▸ **DATA FOR ANALYSIS**:
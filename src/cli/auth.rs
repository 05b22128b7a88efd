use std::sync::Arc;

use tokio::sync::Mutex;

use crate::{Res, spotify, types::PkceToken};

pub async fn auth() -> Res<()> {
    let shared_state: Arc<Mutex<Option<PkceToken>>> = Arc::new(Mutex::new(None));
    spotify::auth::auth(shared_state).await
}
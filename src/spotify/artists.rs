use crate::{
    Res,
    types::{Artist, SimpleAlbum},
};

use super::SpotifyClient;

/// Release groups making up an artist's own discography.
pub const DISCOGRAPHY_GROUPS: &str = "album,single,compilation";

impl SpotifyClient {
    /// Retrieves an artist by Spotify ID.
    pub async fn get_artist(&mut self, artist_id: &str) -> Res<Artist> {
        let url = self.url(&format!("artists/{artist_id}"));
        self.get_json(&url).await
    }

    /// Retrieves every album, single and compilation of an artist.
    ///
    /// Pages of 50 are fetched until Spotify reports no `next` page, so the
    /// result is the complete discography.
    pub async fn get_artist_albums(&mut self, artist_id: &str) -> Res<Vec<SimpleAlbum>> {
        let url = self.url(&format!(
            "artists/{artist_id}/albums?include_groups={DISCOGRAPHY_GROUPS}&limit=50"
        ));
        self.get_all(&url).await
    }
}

▸ **TASK DETAILS**: Copy each line holding "artists" from the material above.

▸ **EXPECTED ANSWER**:
filename src/spotify/artists.rs
        let url = self.url(&format!("artists/{artist_id}"));
            "artists/{artist_id}/albums?include_groups={DISCOGRAPHY_GROUPS}&limit=50"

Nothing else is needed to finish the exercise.